## AIM OF THE EXERCISE
Nothing but a number should be given: how many lines of the records include "advisor"?

## SUPPLIED INFORMATION
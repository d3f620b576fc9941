//! Weekly Review Generation
//!
//! Synthesizes the week-over-week snapshot: totals for the current and
//! prior 7-day windows, integer percent deltas, the bottleneck shift
//! and 1-3 next-week focus recommendations. Pure synthesis; persistence
//! belongs to the review service.

use chrono::Utc;
use uuid::Uuid;

use crate::models::business::{
    BottleneckCategory, DirectiveCompletionLog, MetricRecord, MetricsSnapshot,
};
use crate::models::review::{FocusArea, FocusRecommendation, MetricsDeltas, WeeklyReview};
use crate::services::execution::{
    aggregate_period, compute_consistency_score, compute_streak, diagnose_bottleneck,
};
use crate::utils::dates::{day_part, day_string, days_ago_string, today_string};

/// Build the weekly review for a project from full metric and
/// completion history.
///
/// The prior bottleneck is diagnosed over the history as it stood a
/// week ago (records newer than today-7 dropped), so the review can say
/// whether the limiting stage moved.
pub fn generate_weekly_review(
    all_metrics: &[MetricRecord],
    all_logs: &[DirectiveCompletionLog],
    project_id: &str,
) -> WeeklyReview {
    let project_metrics: Vec<MetricRecord> = all_metrics
        .iter()
        .filter(|record| record.project_id == project_id)
        .cloned()
        .collect();

    let totals = aggregate_period(&project_metrics, 0, 7);
    let prior = aggregate_period(&project_metrics, 7, 14);
    let deltas = MetricsDeltas {
        views: delta_pct(totals.views, prior.views),
        clicks: delta_pct(totals.clicks, prior.clicks),
        messages: delta_pct(totals.messages, prior.messages),
        calls: delta_pct(totals.calls, prior.calls),
        sales: delta_pct(totals.sales, prior.sales),
    };

    let week_ago = days_ago_string(7);
    let bottleneck_current = diagnose_bottleneck(&project_metrics).map(|d| d.category);
    let older_metrics: Vec<MetricRecord> = project_metrics
        .iter()
        .filter(|record| day_part(&record.date) <= week_ago.as_str())
        .cloned()
        .collect();
    let bottleneck_prior = diagnose_bottleneck(&older_metrics).map(|d| d.category);
    let bottleneck_changed = bottleneck_current != bottleneck_prior;

    let directives_completed = all_logs
        .iter()
        .filter(|log| {
            log.project_id == project_id && day_string(&log.completed_at) >= week_ago
        })
        .count();

    let next_week_focus = build_focus_recommendations(bottleneck_current, &totals, &prior);

    WeeklyReview {
        id: Uuid::new_v4().to_string(),
        project_id: project_id.to_string(),
        period_start: week_ago,
        period_end: today_string(),
        streak: compute_streak(all_logs, project_id),
        directives_completed,
        consistency_score: compute_consistency_score(all_logs, project_id),
        metrics_totals: totals,
        metrics_prior: prior,
        deltas,
        bottleneck_current,
        bottleneck_prior,
        bottleneck_changed,
        next_week_focus,
        created_at: Utc::now(),
    }
}

/// Integer percent change; 0 whenever the prior value is 0
fn delta_pct(current: u64, prior: u64) -> i64 {
    if prior == 0 {
        return 0;
    }
    ((current as f64 - prior as f64) / prior as f64 * 100.0).round() as i64
}

/// 1-3 recommendations: the bottleneck category sets the first, then
/// underperforming metrics fill remaining slots (one per focus area).
/// Without a diagnosis the single fallback asks for more data.
fn build_focus_recommendations(
    bottleneck: Option<BottleneckCategory>,
    totals: &MetricsSnapshot,
    prior: &MetricsSnapshot,
) -> Vec<FocusRecommendation> {
    let category = match bottleneck {
        Some(category) => category,
        None => {
            return vec![FocusRecommendation {
                title: "Build your audience".to_string(),
                reason: "Not enough data to diagnose. Keep showing up and logging metrics."
                    .to_string(),
                focus_area: FocusArea::AudienceBuilding,
            }]
        }
    };

    let mut focus = vec![primary_recommendation(category)];

    if totals.views < prior.views && prior.views > 0 {
        push_unique(
            &mut focus,
            FocusRecommendation {
                title: "Publish more this week".to_string(),
                reason: "Views fell versus last week. Fresh content wins attention back."
                    .to_string(),
                focus_area: FocusArea::Content,
            },
        );
    }
    if totals.sales < prior.sales && prior.sales > 0 {
        push_unique(
            &mut focus,
            FocusRecommendation {
                title: "Revisit the offer".to_string(),
                reason: "Sales fell versus last week. Check what changed for buyers.".to_string(),
                focus_area: FocusArea::Offer,
            },
        );
    }
    if totals.messages + totals.calls < 3 {
        push_unique(
            &mut focus,
            FocusRecommendation {
                title: "Start more conversations".to_string(),
                reason: "Fewer than three conversations this week. Outreach creates them."
                    .to_string(),
                focus_area: FocusArea::Outreach,
            },
        );
    }

    focus
}

fn primary_recommendation(category: BottleneckCategory) -> FocusRecommendation {
    let (title, reason, focus_area) = match category {
        BottleneckCategory::Traffic => (
            "Get seen by more people",
            "Traffic is the bottleneck. More eyeballs means more of everything downstream.",
            FocusArea::Leads,
        ),
        BottleneckCategory::Conversion => (
            "Turn viewers into clickers",
            "People see you but don't engage. Sharpen hooks and calls to action.",
            FocusArea::Conversion,
        ),
        BottleneckCategory::Pricing => (
            "Remove buying friction",
            "Interest is there but sales aren't closing. Revisit pricing and the offer.",
            FocusArea::Pricing,
        ),
        BottleneckCategory::FollowUp => (
            "Chase every warm lead",
            "Leads are leaking between click and conversation. Tighten follow-up.",
            FocusArea::Outreach,
        ),
        BottleneckCategory::Operations => (
            "Unblock delivery",
            "Demand held up but sales dropped. Look for a fulfillment bottleneck.",
            FocusArea::Fulfillment,
        ),
    };
    FocusRecommendation {
        title: title.to_string(),
        reason: reason.to_string(),
        focus_area,
    }
}

/// Keep at most 3 recommendations and at most one per focus area
fn push_unique(focus: &mut Vec<FocusRecommendation>, rec: FocusRecommendation) {
    if focus.len() < 3 && focus.iter().all(|existing| existing.focus_area != rec.focus_area) {
        focus.push(rec);
    }
}

// ============================================================================
// Tests
// ============================================================================
//! Memory Prompt Formatting
//!
//! Renders a retrieval result as the plain-text context block injected
//! into advisor prompts. The section markers and line shapes are part
//! of the prompt contract; change them and the advisor loses its
//! memory mid-conversation.

use serde_json::Value;

use crate::models::memory::MemoryRetrievalResult;
use crate::utils::dates::day_string;

/// Render ranked chunks and recent events as a prompt context block.
///
/// Returns the empty string when there is nothing to show, so callers
/// can append the result unconditionally.
pub fn format_memory_for_prompt(result: &MemoryRetrievalResult) -> String {
    if result.is_empty() {
        return String::new();
    }

    let mut lines: Vec<String> = vec!["=== WORKSPACE MEMORY ===".to_string()];

    if !result.chunks.is_empty() {
        lines.push("\n--- Relevant Context ---".to_string());
        for (index, chunk) in result.chunks.iter().enumerate() {
            let tags = chunk
                .tags
                .iter()
                .map(|tag| tag.as_str())
                .collect::<Vec<_>>()
                .join(", ");
            lines.push(format!("[{}] ({}) {}", index + 1, tags, chunk.content));
        }
    }

    if !result.recent_events.is_empty() {
        lines.push("\n--- Recent Events ---".to_string());
        for event in &result.recent_events {
            let date = day_string(&event.timestamp);
            let metadata = event
                .metadata
                .iter()
                .filter(|(_, value)| !value.is_null())
                .map(|(key, value)| format!("{key}={}", render_value(value)))
                .collect::<Vec<_>>()
                .join(", ");
            if metadata.is_empty() {
                lines.push(format!("- [{date}] {}", event.event_type));
            } else {
                lines.push(format!("- [{date}] {}: {metadata}", event.event_type));
            }
        }
    }

    lines.push(
        "\nUse this context to inform your responses. Reference specific facts when relevant."
            .to_string(),
    );
    lines.join("\n")
}

/// Strings render bare (no JSON quotes); everything else uses its JSON
/// form
fn render_value(value: &Value) -> String {
    match value {
        Value::String(s) => s.clone(),
        other => other.to_string(),
    }
}
//! Subscriber registry.
//!
//! Tracks active feed connections per collection and fans frames out to them.
//! Also hands out the per-collection write lock that keeps snapshots
//! published in commit order.

use std::sync::Arc;

use dashmap::DashMap;
use tally_engine::CollectionName;
use tokio::sync::{mpsc, Mutex, OwnedMutexGuard};

use super::Frame;

/// Sender for frames going out on one connection.
pub type FrameSender = mpsc::UnboundedSender<Arc<Frame>>;

/// A single feed connection.
#[derive(Debug)]
pub struct Subscriber {
    /// Unique identifier for this connection
    pub id: String,
    /// Collection being watched
    pub collection: CollectionName,
    /// Channel to send frames to this connection
    pub sender: FrameSender,
}

/// Manages active feed connections.
///
/// Thread-safe and can be shared across handlers via `Arc`.
#[derive(Debug, Default)]
pub struct FeedManager {
    subscribers: DashMap<String, Subscriber>,
    write_locks: DashMap<CollectionName, Arc<Mutex<()>>>,
}

impl FeedManager {
    pub fn new() -> Self {
        Self::default()
    }

    pub fn new_shared() -> Arc<Self> {
        Arc::new(Self::new())
    }

    /// Serialize writers of one collection.
    ///
    /// Held across write, snapshot read and publish, so subscribers see
    /// snapshots in the order the writes committed.
    pub async fn lock_collection(&self, collection: CollectionName) -> OwnedMutexGuard<()> {
        let lock = Arc::clone(self.write_locks.entry(collection).or_default().value());
        lock.lock_owned().await
    }

    /// Register a new subscriber. Returns the connection ID.
    pub fn register(&self, collection: CollectionName, sender: FrameSender) -> String {
        let conn_id = uuid::Uuid::new_v4().to_string();
        self.subscribers.insert(
            conn_id.clone(),
            Subscriber {
                id: conn_id.clone(),
                collection,
                sender,
            },
        );
        tracing::info!(conn_id = %conn_id, collection = %collection, "Feed subscriber registered");
        conn_id
    }

    /// Unregister a subscriber.
    pub fn unregister(&self, conn_id: &str) {
        if let Some((_, subscriber)) = self.subscribers.remove(conn_id) {
            tracing::info!(
                conn_id = %subscriber.id,
                collection = %subscriber.collection,
                "Feed subscriber unregistered"
            );
        }
    }

    /// Send a frame to every subscriber of `collection`.
    ///
    /// Returns the number of subscribers that received it.
    pub fn publish(&self, collection: CollectionName, frame: Frame) -> usize {
        let frame = Arc::new(frame);
        let mut sent_count = 0;

        for entry in self.subscribers.iter() {
            let subscriber = entry.value();
            if subscriber.collection == collection && subscriber.sender.send(frame.clone()).is_ok() {
                sent_count += 1;
            }
        }

        tracing::debug!(collection = %collection, recipients = sent_count, "Published frame");
        sent_count
    }

    /// Send a frame to one connection.
    pub fn send_to(&self, conn_id: &str, frame: Frame) -> bool {
        match self.subscribers.get(conn_id) {
            Some(subscriber) => subscriber.sender.send(Arc::new(frame)).is_ok(),
            None => false,
        }
    }

    /// Number of active subscribers across all collections.
    pub fn subscriber_count(&self) -> usize {
        self.subscribers.len()
    }

    /// Number of active subscribers of one collection.
    pub fn watching(&self, collection: CollectionName) -> usize {
        self.subscribers
            .iter()
            .filter(|entry| entry.value().collection == collection)
            .count()
    }
}

#[cfg(test)]
mod tests {
    use super::*;
    use tally_engine::Document;

    #[test]
    fn register_and_unregister() {
        let manager = FeedManager::new();
        let (tx, _rx) = mpsc::unbounded_channel();

        let conn_id = manager.register(CollectionName::Orders, tx);
        assert_eq!(manager.subscriber_count(), 1);
        assert_eq!(manager.watching(CollectionName::Orders), 1);

        manager.unregister(&conn_id);
        assert_eq!(manager.subscriber_count(), 0);
    }

    #[test]
    fn publish_reaches_only_matching_collection() {
        let manager = FeedManager::new();
        let (tx_orders, mut rx_orders) = mpsc::unbounded_channel();
        let (tx_clients, mut rx_clients) = mpsc::unbounded_channel();
        manager.register(CollectionName::Orders, tx_orders);
        manager.register(CollectionName::Clients, tx_clients);

        let sent = manager.publish(
            CollectionName::Orders,
            Frame::Snapshot {
                collection: CollectionName::Orders,
                documents: vec![],
            },
        );

        assert_eq!(sent, 1);
        assert!(rx_orders.try_recv().is_ok());
        assert!(rx_clients.try_recv().is_err());
    }

    #[test]
    fn closed_receivers_are_not_counted() {
        let manager = FeedManager::new();
        let (tx, rx) = mpsc::unbounded_channel();
        manager.register(CollectionName::Products, tx);
        drop(rx);

        assert_eq!(manager.publish(CollectionName::Products, Frame::Pong), 0);
    }

    #[tokio::test]
    async fn collection_lock_is_per_collection() {
        let manager = FeedManager::new();
        let orders = manager.lock_collection(CollectionName::Orders).await;
        let _clients = manager.lock_collection(CollectionName::Clients).await;

        let blocked = tokio::time::timeout(
            std::time::Duration::from_millis(50),
            manager.lock_collection(CollectionName::Orders),
        )
        .await;
        assert!(blocked.is_err());

        drop(orders);
        let _again = manager.lock_collection(CollectionName::Orders).await;
    }

    #[tokio::test(flavor = "multi_thread", worker_threads = 4)]
    async fn locked_writers_publish_in_commit_order() {
        let manager = Arc::new(FeedManager::new());
        let (tx, mut rx) = mpsc::unbounded_channel();
        manager.register(CollectionName::Orders, tx);
        let committed = Arc::new(std::sync::Mutex::new(Vec::new()));

        let mut writers = Vec::new();
        for n in 0..32 {
            let manager = Arc::clone(&manager);
            let committed = Arc::clone(&committed);
            writers.push(tokio::spawn(async move {
                let _guard = manager.lock_collection(CollectionName::Orders).await;
                let documents = {
                    let mut committed = committed.lock().unwrap();
                    committed.push(n);
                    committed.len()
                };
                tokio::task::yield_now().await;
                manager.publish(
                    CollectionName::Orders,
                    Frame::Snapshot {
                        collection: CollectionName::Orders,
                        documents: vec![Document::new("o", Default::default()); documents],
                    },
                );
            }));
        }
        for writer in writers {
            writer.await.unwrap();
        }

        let mut sizes = Vec::new();
        while let Ok(frame) = rx.try_recv() {
            if let Frame::Snapshot { documents, .. } = frame.as_ref() {
                sizes.push(documents.len());
            }
        }
        assert_eq!(sizes, (1..=32).collect::<Vec<_>>());
    }

    #[test]
    fn send_to_unknown_connection() {
        let manager = FeedManager::new();
        assert!(!manager.send_to("missing", Frame::Pong));
    }
}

## EXPECTED OUTPUT
2